DATA IN THIS EXERCISE:
****************

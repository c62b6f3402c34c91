//! Error types for the tech-tree engine.
//!
//! Research gating never produces errors: a node that cannot be researched
//! simply stays locked. These errors cover data loading and ledger
//! bookkeeping only.

use thiserror::Error;

/// Result type alias using [`TechError`].
pub type Result<T> = std::result::Result<T, TechError>;

/// Top-level error type for the tech-tree engine.
#[derive(Debug, Error)]
pub enum TechError {
    /// Two nodes were declared with the same name.
    #[error("Duplicate tech node: {0}")]
    DuplicateNode(String),

    /// A resource was declared twice in the same ledger.
    #[error("Duplicate resource entry: {0}")]
    DuplicateResource(String),

    /// A dependency token could not be parsed.
    #[error("Malformed dependency token '{token}': {reason}")]
    MalformedDependency {
        /// The token as written in the data file.
        token: String,
        /// What was wrong with it.
        reason: &'static str,
    },

    /// Insufficient resources for a deduction.
    #[error("Insufficient resources: need {required} {resource}, have {available}")]
    InsufficientResources {
        /// Resource name.
        resource: String,
        /// Amount required.
        required: u32,
        /// Amount available.
        available: u32,
    },

    /// Crediting a resource would overflow its counter.
    #[error("Resource overflow: {0}")]
    ResourceOverflow(String),

    /// Data file parsing error.
    #[error("Failed to parse {what}: {message}")]
    DataParseError {
        /// What was being parsed (file path or data kind).
        what: String,
        /// Error message.
        message: String,
    },
}
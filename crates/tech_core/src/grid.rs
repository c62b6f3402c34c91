//! Integer grid coordinates shared by layout and routing.

use serde::{Deserialize, Serialize};

/// A cell on the tech-tree grid.
///
/// Ordering is row-major (`y` first, then `x`) so that sorted collections of
/// positions iterate top-to-bottom, left-to-right.
#[derive(Debug, Clone, Copy, PartialEq, Eq, Hash, Default, Serialize, Deserialize)]
pub struct GridPosition {
    /// Column.
    pub x: i32,
    /// Row.
    pub y: i32,
}

impl GridPosition {
    /// The origin cell.
    pub const ORIGIN: Self = Self { x: 0, y: 0 };

    /// Create a new grid position.
    #[must_use]
    pub const fn new(x: i32, y: i32) -> Self {
        Self { x, y }
    }

    /// Manhattan (taxicab) distance to another cell, saturating at `u32::MAX`.
    #[must_use]
    pub const fn manhattan_distance(self, other: Self) -> u32 {
        self.x.abs_diff(other.x).saturating_add(self.y.abs_diff(other.y))
    }

    /// True if both cells share a row or a column.
    #[must_use]
    pub const fn is_aligned_with(self, other: Self) -> bool {
        self.x == other.x || self.y == other.y
    }

    /// The four orthogonal neighbours in a fixed order: east, south, west, north.
    ///
    /// On the edge of the `i32` range a neighbour clamps to `self`.
    #[must_use]
    pub const fn neighbors(self) -> [Self; 4] {
        [
            Self::new(self.x.saturating_add(1), self.y),
            Self::new(self.x, self.y.saturating_add(1)),
            Self::new(self.x.saturating_sub(1), self.y),
            Self::new(self.x, self.y.saturating_sub(1)),
        ]
    }

    /// Shift this position down by `rows`, wrapping past the last row.
    #[must_use]
    pub const fn offset_y(self, rows: i32) -> Self {
        Self::new(self.x, self.y.wrapping_add(rows))
    }

    /// The cell halfway between two cells, rounded toward `self`.
    #[must_use]
    pub fn midpoint(self, other: Self) -> Self {
        Self::new(midpoint(self.x, other.x), midpoint(self.y, other.y))
    }
}

/// Halfway point of two coordinates without intermediate overflow.
fn midpoint(a: i32, b: i32) -> i32 {
    let mid = i64::from(a) + (i64::from(b) - i64::from(a)) / 2;
    // Always between `a` and `b`, so it fits.
    i32::try_from(mid).unwrap_or(a)
}

impl Ord for GridPosition {
    fn cmp(&self, other: &Self) -> std::cmp::Ordering {
        self.y.cmp(&other.y).then(self.x.cmp(&other.x))
    }
}

impl PartialOrd for GridPosition {
    fn partial_cmp(&self, other: &Self) -> Option<std::cmp::Ordering> {
        Some(self.cmp(other))
    }
}

impl From<(i32, i32)> for GridPosition {
    fn from((x, y): (i32, i32)) -> Self {
        Self::new(x, y)
    }
}

impl std::fmt::Display for GridPosition {
    fn fmt(&self, f: &mut std::fmt::Formatter<'_>) -> std::fmt::Result {
        write!(f, "({}, {})", self.x, self.y)
    }
}

/// Inclusive rectangle of grid cells.
#[derive(Debug, Clone, Copy, PartialEq, Eq, Serialize, Deserialize)]
pub struct GridBounds {
    /// Smallest column.
    pub min_x: i32,
    /// Smallest row.
    pub min_y: i32,
    /// Largest column.
    pub max_x: i32,
    /// Largest row.
    pub max_y: i32,
}

impl GridBounds {
    /// Bounds containing exactly one cell.
    #[must_use]
    pub const fn around(pos: GridPosition) -> Self {
        Self {
            min_x: pos.x,
            min_y: pos.y,
            max_x: pos.x,
            max_y: pos.y,
        }
    }

    /// Smallest bounds containing every position, or `None` if empty.
    pub fn enclosing<I>(positions: I) -> Option<Self>
    where
        I: IntoIterator<Item = GridPosition>,
    {
        let mut iter = positions.into_iter();
        let first = iter.next()?;
        Some(iter.fold(Self::around(first), Self::include))
    }

    /// Grow to include a position.
    #[must_use]
    pub fn include(self, pos: GridPosition) -> Self {
        Self {
            min_x: self.min_x.min(pos.x),
            min_y: self.min_y.min(pos.y),
            max_x: self.max_x.max(pos.x),
            max_y: self.max_y.max(pos.y),
        }
    }

    /// Grow by `margin` cells on every side, clamped to the `i32` range.
    #[must_use]
    pub const fn expand(self, margin: i32) -> Self {
        Self {
            min_x: self.min_x.saturating_sub(margin),
            min_y: self.min_y.saturating_sub(margin),
            max_x: self.max_x.saturating_add(margin),
            max_y: self.max_y.saturating_add(margin),
        }
    }

    /// True if the position lies inside (edges included).
    #[must_use]
    pub const fn contains(&self, pos: GridPosition) -> bool {
        pos.x >= self.min_x && pos.x <= self.max_x && pos.y >= self.min_y && pos.y <= self.max_y
    }

    /// Width in cells.
    #[must_use]
    pub const fn width(&self) -> u32 {
        self.max_x.abs_diff(self.min_x).saturating_add(1)
    }

    /// Height in cells.
    #[must_use]
    pub const fn height(&self) -> u32 {
        self.max_y.abs_diff(self.min_y).saturating_add(1)
    }
}
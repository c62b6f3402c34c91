//! # Tech Test Utilities
//!
//! Shared testing utilities for all crates:
//! - Fixture trees, ledgers and sector boards
//! - Determinism test harness
//! - Property-based testing strategies

#![forbid(unsafe_code)]
#![warn(missing_docs)]

pub mod determinism;
pub mod fixtures;

/// Re-export proptest for convenience.
pub use proptest;
//! Static node placement and collision resolution.
//!
//! Positions come from a fixed name-to-cell table. Nodes missing from the
//! table start at the origin. Collisions are then resolved by probing
//! downwards one row at a time until a free cell is found.

use std::collections::{HashMap, HashSet};

use serde::{Deserialize, Serialize};

use crate::error::{Result, TechError};
use crate::graph::TechGraph;
use crate::grid::GridPosition;

/// One row of the layout table.
#[derive(Debug, Clone, PartialEq, Eq, Serialize, Deserialize)]
pub struct LayoutEntry {
    /// Node name.
    pub name: String,
    /// Column.
    pub x: i32,
    /// Row.
    pub y: i32,
}

impl LayoutEntry {
    /// Create a layout entry.
    pub fn new(name: impl Into<String>, x: i32, y: i32) -> Self {
        Self {
            name: name.into(),
            x,
            y,
        }
    }

    /// The cell this entry names.
    #[must_use]
    pub const fn position(&self) -> GridPosition {
        GridPosition::new(self.x, self.y)
    }
}

/// Ordered name-to-cell table.
#[derive(Debug, Clone, Default, PartialEq, Eq)]
pub struct LayoutTable {
    entries: Vec<LayoutEntry>,
    by_name: HashMap<String, usize>,
}

impl LayoutTable {
    /// Build a table, keeping declaration order.
    ///
    /// # Errors
    ///
    /// Returns [`TechError::DataParseError`] if a name appears twice.
    pub fn from_entries<I>(entries: I) -> Result<Self>
    where
        I: IntoIterator<Item = LayoutEntry>,
    {
        let mut table = Self::default();
        for entry in entries {
            if table.by_name.contains_key(&entry.name) {
                return Err(TechError::DataParseError {
                    what: "layout table".into(),
                    message: format!("'{}' is placed twice", entry.name),
                });
            }
            table.by_name.insert(entry.name.clone(), table.entries.len());
            table.entries.push(entry);
        }
        Ok(table)
    }

    /// Cell assigned to a name.
    #[must_use]
    pub fn position_of(&self, name: &str) -> Option<GridPosition> {
        self.by_name.get(name).map(|&i| self.entries[i].position())
    }

    /// Entries in declaration order.
    #[must_use]
    pub fn entries(&self) -> &[LayoutEntry] {
        &self.entries
    }
}

/// A node moved off an occupied cell.
#[derive(Debug, Clone, PartialEq, Eq, Serialize, Deserialize)]
pub struct Relocation {
    /// Node name.
    pub node: String,
    /// Cell it asked for.
    pub from: GridPosition,
    /// Cell it got.
    pub to: GridPosition,
}

/// What layout assignment had to improvise.
#[derive(Debug, Clone, Default, PartialEq, Eq, Serialize, Deserialize)]
pub struct LayoutReport {
    /// Nodes absent from the table, placed from the origin.
    pub unmapped: Vec<String>,
    /// Nodes moved to resolve collisions.
    pub relocated: Vec<Relocation>,
}

/// Place every node from the table, then resolve collisions.
///
/// Table entries for unknown nodes are ignored. Collision resolution runs
/// over mapped nodes in table order, then unmapped nodes in declaration
/// order, so designed positions win over fallbacks.
pub fn assign_positions(graph: &mut TechGraph, table: &LayoutTable, warn_unmapped: bool) -> LayoutReport {
    let mut report = LayoutReport::default();

    let mut order: Vec<usize> = table
        .entries()
        .iter()
        .filter_map(|entry| graph.index_of(&entry.name))
        .collect();

    for index in 0..graph.len() {
        let name = graph.nodes()[index].name();
        match table.position_of(name) {
            Some(position) => graph.set_position(index, position),
            None => {
                if warn_unmapped {
                    tracing::warn!(node = name, "Tech node has no layout entry, placing at origin");
                }
                report.unmapped.push(name.to_string());
                graph.set_position(index, GridPosition::ORIGIN);
                order.push(index);
            }
        }
    }

    report.relocated = resolve_overlaps(graph, &order);
    report
}

/// Move nodes down until no two share a cell.
///
/// Nodes are visited in `order`; each keeps its cell if free, otherwise its
/// row grows by one until a free cell is found. Earlier nodes never move
/// for later ones.
pub fn resolve_overlaps(graph: &mut TechGraph, order: &[usize]) -> Vec<Relocation> {
    let mut occupied: HashSet<GridPosition> = HashSet::with_capacity(order.len());
    let mut relocated = Vec::new();

    for &index in order {
        let requested = graph.nodes()[index].position();
        let mut position = requested;
        while occupied.contains(&position) {
            position = position.offset_y(1);
        }
        occupied.insert(position);

        if position != requested {
            graph.set_position(index, position);
            let node = graph.nodes()[index].name().to_string();
            tracing::debug!(%node, from = %requested, to = %position, "Resolved layout overlap");
            relocated.push(Relocation {
                node,
                from: requested,
                to: position,
            });
        }
    }
    relocated
}
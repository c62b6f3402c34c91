//! Data structures for tech-tree and content configuration.
//!
//! Pure serde definitions loaded from RON text. This module performs no
//! IO: callers read the files and hand over the text.

mod content_data;
mod tech_tree_data;

pub use content_data::ContentData;
pub use tech_tree_data::{SectorEntry, TechNodeData, TechTreeData};

/// Parse RON text, tagging errors with what was being parsed.
fn parse_ron<T: serde::de::DeserializeOwned>(text: &str, what: &str) -> crate::error::Result<T> {
    ron::from_str(text).map_err(|e| crate::error::TechError::DataParseError {
        what: what.to_string(),
        message: e.to_string(),
    })
}
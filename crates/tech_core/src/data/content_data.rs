//! Content database file format.

use serde::{Deserialize, Serialize};

use crate::content::{ContentItem, ContentRegistry};
use crate::error::Result;

/// Serialized content database.
///
/// # Example RON
///
/// ```ron
/// ContentData(
///     items: [
///         (name: "Copper", kind: Resource((hardness: 1))),
///         (name: "Conveyor", kind: Block((category: "distribution", health: 45))),
///         (name: "Ground Zero", kind: Sector((planet: "serpulo", capture_wave: 10))),
///     ],
/// )
/// ```
#[derive(Debug, Clone, Default, Serialize, Deserialize)]
pub struct ContentData {
    /// Items in declaration order.
    #[serde(default)]
    pub items: Vec<ContentItem>,
}

impl ContentData {
    /// Parse content data from RON text.
    ///
    /// # Errors
    ///
    /// Returns [`crate::error::TechError::DataParseError`] on malformed input.
    pub fn from_ron_str(text: &str) -> Result<Self> {
        super::parse_ron(text, "content data")
    }

    /// Build a registry from the parsed items.
    ///
    /// # Errors
    ///
    /// Fails if two items share a name.
    pub fn into_registry(self) -> Result<ContentRegistry> {
        ContentRegistry::from_items(self.items)
    }
}
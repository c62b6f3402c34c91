//! # Tech Development Tools
//!
//! Command-line tools for working on tech-tree data:
//! - Data validators
//! - Connector route reports
//! - Offline research simulation

#![forbid(unsafe_code)]
#![warn(missing_docs)]
#![warn(clippy::all, clippy::pedantic)]

pub mod dataset;
pub mod error;
pub mod routes;
pub mod simulate;
pub mod validate;
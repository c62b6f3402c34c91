//! Engine configuration.
//!
//! Every field has a default, so an empty RON struct `()` is a valid
//! configuration.
//!
//! # Example RON
//!
//! ```ron
//! EngineConfig(
//!     smart_routing: true,
//!     sector_chain: AllPredecessors,
//!     router: RouterConfig(open_set_cap: 250),
//! )
//! ```

use serde::{Deserialize, Serialize};

use crate::error::{Result, TechError};
use crate::graph::{SectorChainPolicy, UnlockRules};
use crate::router::RouterConfig;

/// Top-level engine settings.
#[derive(Debug, Clone, Copy, PartialEq, Eq, Serialize, Deserialize)]
#[serde(default)]
pub struct EngineConfig {
    /// Route connectors around nodes instead of drawing a plain bend.
    pub smart_routing: bool,
    /// Sector-chain dependency synthesis.
    pub sector_chain: SectorChainPolicy,
    /// Research sector nodes once their sector is captured.
    pub sector_auto_research: bool,
    /// Connector routing parameters.
    pub router: RouterConfig,
    /// Log a warning for every node missing from the layout table.
    pub warn_on_unmapped_layout: bool,
}

impl Default for EngineConfig {
    fn default() -> Self {
        Self {
            smart_routing: true,
            sector_chain: SectorChainPolicy::default(),
            sector_auto_research: true,
            router: RouterConfig::default(),
            warn_on_unmapped_layout: true,
        }
    }
}

impl EngineConfig {
    /// Parse a configuration from RON text.
    ///
    /// # Errors
    ///
    /// Returns [`TechError::DataParseError`] if the text is not a valid
    /// `EngineConfig`.
    pub fn from_ron_str(text: &str) -> Result<Self> {
        ron::from_str(text).map_err(|e| TechError::DataParseError {
            what: "engine config".into(),
            message: e.to_string(),
        })
    }

    /// The unlock rules this configuration selects.
    #[must_use]
    pub const fn unlock_rules(&self) -> UnlockRules {
        UnlockRules {
            sector_chain: self.sector_chain,
            sector_auto_research: self.sector_auto_research,
        }
    }
}
//! # Tech Core
//!
//! Research-tree engine for a factory-building campaign.
//!
//! This crate contains the rules behind the research screen:
//! - Dependency evaluation and the unlock/discovery fixed point
//! - Resource accounting for research costs
//! - Sector-gated research driven by campaign progress
//! - Node placement and connector routing for the tree view
//!
//! It does no rendering and no IO beyond parsing RON text handed to it.
//! Every operation is deterministic for identical inputs.
//!
//! ## Crate Structure
//!
//! - [`context`] - Session facade tying everything together
//! - [`graph`] - Tech nodes, unlock rules and research
//! - [`ledger`] - Resource quantities and cost payment
//! - [`router`] - Connector routing between node cells
//! - [`layout`] - Static placement and collision resolution
//! - [`data`] - RON file formats

#![forbid(unsafe_code)]
#![warn(missing_docs)]
#![warn(clippy::all, clippy::pedantic)]

pub mod config;
pub mod content;
pub mod context;
pub mod data;
pub mod dependency;
pub mod error;
pub mod graph;
pub mod grid;
pub mod layout;
pub mod ledger;
pub mod router;
pub mod sector;

/// Re-export commonly used types
pub mod prelude {
    pub use crate::config::EngineConfig;
    pub use crate::content::{ContentCategory, ContentItem, ContentKind, ContentRegistry};
    pub use crate::context::ResearchContext;
    pub use crate::data::{ContentData, TechTreeData};
    pub use crate::dependency::{Dependency, SectorCondition};
    pub use crate::error::{Result, TechError};
    pub use crate::graph::{
        NodeState, ResearchBlocker, SectorChainPolicy, SettleReport, TechGraph, TechNode,
        UnlockRules, ValidationIssue,
    };
    pub use crate::grid::{GridBounds, GridPosition};
    pub use crate::layout::{LayoutEntry, LayoutReport, LayoutTable};
    pub use crate::ledger::{ResourceCost, ResourceItem, ResourceLedger, Shortfall};
    pub use crate::router::{route, Connection, Route, RouteStrategy, RouterConfig};
    pub use crate::sector::{SectorBoard, SectorHooks, SectorResolver, SectorStatus};
}
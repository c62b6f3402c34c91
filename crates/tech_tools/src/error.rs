//! Error types for the tools.

use std::path::PathBuf;

use tech_core::error::TechError;
use thiserror::Error;

/// Errors that can occur while running a tool.
#[derive(Debug, Error)]
pub enum ToolError {
    /// A data file could not be read.
    #[error("failed to read {}: {source}", path.display())]
    Io {
        /// File that failed.
        path: PathBuf,
        /// Underlying error.
        source: std::io::Error,
    },

    /// A data file was read but did not load.
    #[error("{}: {source}", path.display())]
    Data {
        /// File that failed.
        path: PathBuf,
        /// Underlying error.
        source: TechError,
    },

    /// The data loaded but could not be assembled into a session.
    #[error(transparent)]
    Engine(#[from] TechError),

    /// Validation found problems.
    #[error("{0} validation issue(s) found")]
    Invalid(usize),

    /// A report could not be encoded.
    #[error("failed to encode report: {0}")]
    Json(#[from] serde_json::Error),
}

/// Result type for tool operations.
pub type Result<T> = std::result::Result<T, ToolError>;
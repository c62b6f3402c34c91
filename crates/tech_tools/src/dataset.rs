//! Loading a data directory.
//!
//! A data directory holds `content.ron` and `tech_tree.ron`, and optionally
//! `engine.ron`. Missing optional files fall back to defaults.

use std::fs;
use std::path::{Path, PathBuf};

use tech_core::config::EngineConfig;
use tech_core::content::ContentRegistry;
use tech_core::context::ResearchContext;
use tech_core::data::{ContentData, TechTreeData};
use tech_core::error::TechError;

use crate::error::{Result, ToolError};

/// Content table file name.
pub const CONTENT_FILE: &str = "content.ron";
/// Tech tree file name.
pub const TECH_TREE_FILE: &str = "tech_tree.ron";
/// Engine configuration file name.
pub const CONFIG_FILE: &str = "engine.ron";

/// Everything loaded from one data directory.
#[derive(Debug, Clone)]
pub struct DataSet {
    /// Content registry.
    pub content: ContentRegistry,
    /// Tech tree definition.
    pub tree: TechTreeData,
    /// Engine settings.
    pub config: EngineConfig,
}

impl DataSet {
    /// Load and parse every file in a data directory.
    ///
    /// # Errors
    ///
    /// Returns [`ToolError::Io`] if a required file cannot be read and
    /// [`ToolError::Data`] if any file fails to parse.
    pub fn load(dir: &Path) -> Result<Self> {
        let content_path = dir.join(CONTENT_FILE);
        let content = parse(&content_path, &read(&content_path)?, |text| {
            ContentData::from_ron_str(text)?.into_registry()
        })?;

        let tree_path = dir.join(TECH_TREE_FILE);
        let tree = parse(&tree_path, &read(&tree_path)?, TechTreeData::from_ron_str)?;

        let config_path = dir.join(CONFIG_FILE);
        let config = if config_path.exists() {
            parse(&config_path, &read(&config_path)?, EngineConfig::from_ron_str)?
        } else {
            tracing::debug!(path = %config_path.display(), "No engine config, using defaults");
            EngineConfig::default()
        };

        tracing::info!(
            items = content.len(),
            nodes = tree.nodes.len(),
            "Loaded data from {}",
            dir.display()
        );
        Ok(Self {
            content,
            tree,
            config,
        })
    }

    /// Start a research session over this data.
    ///
    /// # Errors
    ///
    /// Fails on duplicate nodes, layout entries or resources.
    pub fn into_context(self) -> Result<ResearchContext> {
        Ok(ResearchContext::new(self.content, &self.tree, self.config)?)
    }
}

fn read(path: &Path) -> Result<String> {
    fs::read_to_string(path).map_err(|source| ToolError::Io {
        path: path.to_path_buf(),
        source,
    })
}

fn parse<T>(
    path: &Path,
    text: &str,
    parser: impl FnOnce(&str) -> std::result::Result<T, TechError>,
) -> Result<T> {
    parser(text).map_err(|source| ToolError::Data {
        path: PathBuf::from(path),
        source,
    })
}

****************

YOUR ASSIGNMENT: Copy out each line of the material that holds the word "PathBuf".

EXPECTED ANSWER:
use std::path::PathBuf;
        path: PathBuf,
        path: PathBuf,
use std::path::{Path, PathBuf};
        path: PathBuf::from(path),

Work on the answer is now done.